Report every line of the listing below in which the string "struct" occurs.

» **Data provided**

------

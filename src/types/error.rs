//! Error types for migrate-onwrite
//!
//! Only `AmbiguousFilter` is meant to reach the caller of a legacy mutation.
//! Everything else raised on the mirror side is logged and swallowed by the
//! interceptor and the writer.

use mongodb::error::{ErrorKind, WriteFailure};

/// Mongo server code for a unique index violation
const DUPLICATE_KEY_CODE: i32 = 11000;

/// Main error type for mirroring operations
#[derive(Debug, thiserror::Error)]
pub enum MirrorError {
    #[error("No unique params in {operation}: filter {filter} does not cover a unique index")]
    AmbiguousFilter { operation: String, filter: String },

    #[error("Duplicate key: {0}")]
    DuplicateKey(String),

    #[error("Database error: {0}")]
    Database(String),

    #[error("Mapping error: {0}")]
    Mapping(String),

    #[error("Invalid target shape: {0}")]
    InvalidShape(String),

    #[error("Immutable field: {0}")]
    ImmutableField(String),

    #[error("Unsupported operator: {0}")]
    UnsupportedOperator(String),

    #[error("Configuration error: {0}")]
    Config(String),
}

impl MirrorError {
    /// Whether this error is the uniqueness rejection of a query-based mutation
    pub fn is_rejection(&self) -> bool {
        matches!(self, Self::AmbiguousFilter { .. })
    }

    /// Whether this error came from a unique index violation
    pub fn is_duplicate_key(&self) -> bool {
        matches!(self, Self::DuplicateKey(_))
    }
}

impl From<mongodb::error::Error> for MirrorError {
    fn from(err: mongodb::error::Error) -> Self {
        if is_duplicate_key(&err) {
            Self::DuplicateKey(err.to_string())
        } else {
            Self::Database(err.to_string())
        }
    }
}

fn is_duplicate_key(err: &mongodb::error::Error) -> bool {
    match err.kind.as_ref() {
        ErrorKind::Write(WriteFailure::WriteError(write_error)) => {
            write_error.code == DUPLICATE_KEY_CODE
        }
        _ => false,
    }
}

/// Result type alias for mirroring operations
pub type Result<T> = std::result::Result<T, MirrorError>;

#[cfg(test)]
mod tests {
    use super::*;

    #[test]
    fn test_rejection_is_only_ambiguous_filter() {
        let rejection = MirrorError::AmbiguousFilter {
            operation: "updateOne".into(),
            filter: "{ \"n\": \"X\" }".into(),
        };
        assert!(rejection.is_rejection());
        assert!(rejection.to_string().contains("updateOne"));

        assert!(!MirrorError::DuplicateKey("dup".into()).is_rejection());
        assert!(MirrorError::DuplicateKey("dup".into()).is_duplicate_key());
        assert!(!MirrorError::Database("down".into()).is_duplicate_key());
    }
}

------

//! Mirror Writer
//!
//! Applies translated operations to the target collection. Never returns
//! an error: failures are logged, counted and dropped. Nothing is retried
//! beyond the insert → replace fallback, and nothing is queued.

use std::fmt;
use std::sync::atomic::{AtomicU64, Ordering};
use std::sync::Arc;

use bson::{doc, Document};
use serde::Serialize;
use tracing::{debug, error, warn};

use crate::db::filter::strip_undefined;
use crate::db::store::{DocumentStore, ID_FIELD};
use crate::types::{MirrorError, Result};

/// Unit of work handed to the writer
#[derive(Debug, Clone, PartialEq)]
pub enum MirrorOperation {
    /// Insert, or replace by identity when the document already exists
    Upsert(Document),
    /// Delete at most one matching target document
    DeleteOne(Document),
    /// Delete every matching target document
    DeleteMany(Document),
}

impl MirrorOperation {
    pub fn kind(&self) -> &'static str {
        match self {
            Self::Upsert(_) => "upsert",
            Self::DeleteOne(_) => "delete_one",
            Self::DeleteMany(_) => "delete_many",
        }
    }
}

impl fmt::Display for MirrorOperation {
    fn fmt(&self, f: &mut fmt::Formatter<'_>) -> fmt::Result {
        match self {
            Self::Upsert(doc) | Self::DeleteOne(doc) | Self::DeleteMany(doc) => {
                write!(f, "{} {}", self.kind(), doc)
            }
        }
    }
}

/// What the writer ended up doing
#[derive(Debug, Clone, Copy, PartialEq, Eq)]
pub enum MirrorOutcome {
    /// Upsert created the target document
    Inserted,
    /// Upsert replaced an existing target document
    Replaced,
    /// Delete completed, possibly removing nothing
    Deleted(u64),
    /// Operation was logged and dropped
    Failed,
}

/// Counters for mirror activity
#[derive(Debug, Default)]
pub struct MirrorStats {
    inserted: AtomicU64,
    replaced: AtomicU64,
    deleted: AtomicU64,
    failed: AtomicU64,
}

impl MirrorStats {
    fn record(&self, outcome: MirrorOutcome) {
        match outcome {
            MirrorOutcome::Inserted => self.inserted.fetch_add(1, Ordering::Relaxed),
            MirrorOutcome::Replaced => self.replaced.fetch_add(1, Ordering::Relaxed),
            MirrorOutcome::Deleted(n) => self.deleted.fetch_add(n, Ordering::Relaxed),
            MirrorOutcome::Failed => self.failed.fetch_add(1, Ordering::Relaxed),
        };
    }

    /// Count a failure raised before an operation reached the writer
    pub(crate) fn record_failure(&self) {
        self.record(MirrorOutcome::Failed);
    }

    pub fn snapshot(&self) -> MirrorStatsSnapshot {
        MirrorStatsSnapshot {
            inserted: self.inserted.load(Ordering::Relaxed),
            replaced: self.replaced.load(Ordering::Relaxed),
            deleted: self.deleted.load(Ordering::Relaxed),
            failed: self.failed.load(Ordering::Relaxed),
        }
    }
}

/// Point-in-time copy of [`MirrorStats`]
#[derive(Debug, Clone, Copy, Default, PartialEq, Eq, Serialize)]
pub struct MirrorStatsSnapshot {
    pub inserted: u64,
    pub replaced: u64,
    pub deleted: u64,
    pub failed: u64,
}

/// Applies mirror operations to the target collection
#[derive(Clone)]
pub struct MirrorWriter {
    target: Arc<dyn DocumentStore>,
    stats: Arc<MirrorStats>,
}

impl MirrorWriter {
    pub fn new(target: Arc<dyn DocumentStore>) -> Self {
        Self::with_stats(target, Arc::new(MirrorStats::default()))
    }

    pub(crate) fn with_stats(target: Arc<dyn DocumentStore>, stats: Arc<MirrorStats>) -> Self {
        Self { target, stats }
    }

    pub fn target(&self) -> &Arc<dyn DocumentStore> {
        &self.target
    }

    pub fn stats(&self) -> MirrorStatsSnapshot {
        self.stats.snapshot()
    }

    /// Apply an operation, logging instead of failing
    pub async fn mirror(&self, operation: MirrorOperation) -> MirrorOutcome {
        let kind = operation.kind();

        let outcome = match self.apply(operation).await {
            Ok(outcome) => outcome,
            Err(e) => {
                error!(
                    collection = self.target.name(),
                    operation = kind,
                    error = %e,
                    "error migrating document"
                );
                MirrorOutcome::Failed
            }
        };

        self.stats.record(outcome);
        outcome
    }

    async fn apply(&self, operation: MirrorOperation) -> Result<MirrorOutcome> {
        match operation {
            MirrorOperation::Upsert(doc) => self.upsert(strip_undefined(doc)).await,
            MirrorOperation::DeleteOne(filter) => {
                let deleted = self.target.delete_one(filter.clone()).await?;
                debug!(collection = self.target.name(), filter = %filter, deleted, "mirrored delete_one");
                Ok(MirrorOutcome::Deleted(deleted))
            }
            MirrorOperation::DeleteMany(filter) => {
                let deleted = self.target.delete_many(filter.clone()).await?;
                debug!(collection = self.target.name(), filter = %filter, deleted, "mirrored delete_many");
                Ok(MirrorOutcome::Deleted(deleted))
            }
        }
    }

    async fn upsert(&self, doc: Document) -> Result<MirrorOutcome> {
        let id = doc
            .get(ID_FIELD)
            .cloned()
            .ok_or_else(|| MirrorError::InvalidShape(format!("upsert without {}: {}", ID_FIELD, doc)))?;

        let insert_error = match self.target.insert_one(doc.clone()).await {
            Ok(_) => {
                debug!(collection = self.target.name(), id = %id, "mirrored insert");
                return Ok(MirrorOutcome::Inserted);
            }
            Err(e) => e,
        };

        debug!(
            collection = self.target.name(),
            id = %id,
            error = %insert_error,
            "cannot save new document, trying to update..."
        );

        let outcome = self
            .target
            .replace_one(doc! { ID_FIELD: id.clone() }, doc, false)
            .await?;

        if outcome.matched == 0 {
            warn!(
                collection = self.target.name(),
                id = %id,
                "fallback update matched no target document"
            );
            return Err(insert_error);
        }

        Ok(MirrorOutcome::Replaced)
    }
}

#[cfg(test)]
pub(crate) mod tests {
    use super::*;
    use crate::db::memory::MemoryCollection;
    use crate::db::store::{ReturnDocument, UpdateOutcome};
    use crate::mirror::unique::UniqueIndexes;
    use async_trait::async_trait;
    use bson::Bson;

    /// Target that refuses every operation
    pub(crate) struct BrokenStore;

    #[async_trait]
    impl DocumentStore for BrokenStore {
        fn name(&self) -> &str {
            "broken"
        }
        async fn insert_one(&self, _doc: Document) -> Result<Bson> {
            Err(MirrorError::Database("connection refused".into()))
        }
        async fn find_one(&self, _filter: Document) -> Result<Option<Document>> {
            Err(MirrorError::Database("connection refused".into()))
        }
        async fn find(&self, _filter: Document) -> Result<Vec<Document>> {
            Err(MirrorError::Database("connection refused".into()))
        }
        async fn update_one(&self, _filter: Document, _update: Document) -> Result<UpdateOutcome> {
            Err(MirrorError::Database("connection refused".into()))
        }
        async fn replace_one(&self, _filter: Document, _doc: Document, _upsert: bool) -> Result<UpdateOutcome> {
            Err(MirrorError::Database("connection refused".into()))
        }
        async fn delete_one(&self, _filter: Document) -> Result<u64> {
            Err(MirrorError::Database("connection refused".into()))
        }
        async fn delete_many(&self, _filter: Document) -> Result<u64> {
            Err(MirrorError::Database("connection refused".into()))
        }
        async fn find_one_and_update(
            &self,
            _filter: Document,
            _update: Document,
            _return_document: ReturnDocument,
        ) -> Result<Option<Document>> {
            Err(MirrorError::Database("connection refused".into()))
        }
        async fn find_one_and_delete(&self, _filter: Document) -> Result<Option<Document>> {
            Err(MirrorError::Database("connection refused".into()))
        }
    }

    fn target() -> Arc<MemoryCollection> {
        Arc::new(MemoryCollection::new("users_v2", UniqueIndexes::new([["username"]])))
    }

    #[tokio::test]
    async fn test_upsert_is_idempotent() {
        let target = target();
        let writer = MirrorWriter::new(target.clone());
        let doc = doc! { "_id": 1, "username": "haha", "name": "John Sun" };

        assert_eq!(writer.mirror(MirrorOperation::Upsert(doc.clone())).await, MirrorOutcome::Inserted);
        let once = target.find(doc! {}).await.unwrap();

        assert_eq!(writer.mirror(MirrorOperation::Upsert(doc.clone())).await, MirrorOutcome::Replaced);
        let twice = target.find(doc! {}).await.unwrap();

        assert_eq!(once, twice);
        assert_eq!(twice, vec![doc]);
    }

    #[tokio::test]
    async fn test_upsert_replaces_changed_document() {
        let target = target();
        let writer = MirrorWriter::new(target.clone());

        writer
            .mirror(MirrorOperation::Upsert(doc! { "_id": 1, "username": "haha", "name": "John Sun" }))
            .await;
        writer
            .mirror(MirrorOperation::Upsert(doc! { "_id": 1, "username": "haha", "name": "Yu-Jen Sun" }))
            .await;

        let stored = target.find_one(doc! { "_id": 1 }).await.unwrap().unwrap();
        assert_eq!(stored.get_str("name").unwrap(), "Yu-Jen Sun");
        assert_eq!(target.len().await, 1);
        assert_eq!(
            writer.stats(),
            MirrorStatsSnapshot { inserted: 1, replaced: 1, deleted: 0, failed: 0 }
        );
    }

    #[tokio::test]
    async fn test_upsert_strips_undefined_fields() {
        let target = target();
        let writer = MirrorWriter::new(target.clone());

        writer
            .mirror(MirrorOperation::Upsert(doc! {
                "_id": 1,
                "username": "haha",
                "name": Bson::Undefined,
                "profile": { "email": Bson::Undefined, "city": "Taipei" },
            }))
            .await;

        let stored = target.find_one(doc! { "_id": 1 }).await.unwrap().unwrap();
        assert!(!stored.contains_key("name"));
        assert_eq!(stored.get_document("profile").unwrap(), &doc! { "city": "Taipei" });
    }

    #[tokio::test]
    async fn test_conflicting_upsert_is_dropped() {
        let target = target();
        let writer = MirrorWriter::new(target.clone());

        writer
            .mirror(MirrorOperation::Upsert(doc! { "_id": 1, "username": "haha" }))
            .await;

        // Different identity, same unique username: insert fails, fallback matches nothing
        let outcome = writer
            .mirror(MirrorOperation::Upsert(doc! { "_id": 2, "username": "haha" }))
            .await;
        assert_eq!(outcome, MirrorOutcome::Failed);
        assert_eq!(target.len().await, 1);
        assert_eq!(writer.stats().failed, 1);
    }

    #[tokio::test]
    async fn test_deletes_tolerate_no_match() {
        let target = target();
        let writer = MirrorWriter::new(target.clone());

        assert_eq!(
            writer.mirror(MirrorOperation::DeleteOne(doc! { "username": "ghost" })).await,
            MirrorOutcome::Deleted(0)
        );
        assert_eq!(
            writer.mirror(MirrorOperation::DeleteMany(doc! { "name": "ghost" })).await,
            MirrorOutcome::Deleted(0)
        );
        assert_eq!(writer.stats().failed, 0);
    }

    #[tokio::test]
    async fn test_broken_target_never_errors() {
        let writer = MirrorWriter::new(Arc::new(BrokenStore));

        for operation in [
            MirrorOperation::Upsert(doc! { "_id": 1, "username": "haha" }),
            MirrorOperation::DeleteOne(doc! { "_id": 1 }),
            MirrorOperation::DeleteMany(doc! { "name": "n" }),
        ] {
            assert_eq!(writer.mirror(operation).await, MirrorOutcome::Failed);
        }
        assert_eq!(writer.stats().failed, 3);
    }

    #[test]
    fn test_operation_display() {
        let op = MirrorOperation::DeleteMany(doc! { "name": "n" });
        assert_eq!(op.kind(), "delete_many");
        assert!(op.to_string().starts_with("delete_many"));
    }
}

------

» **Result**
pub struct MirrorStats {
pub struct MirrorStatsSnapshot {
pub struct MirrorWriter {
    pub(crate) struct BrokenStore;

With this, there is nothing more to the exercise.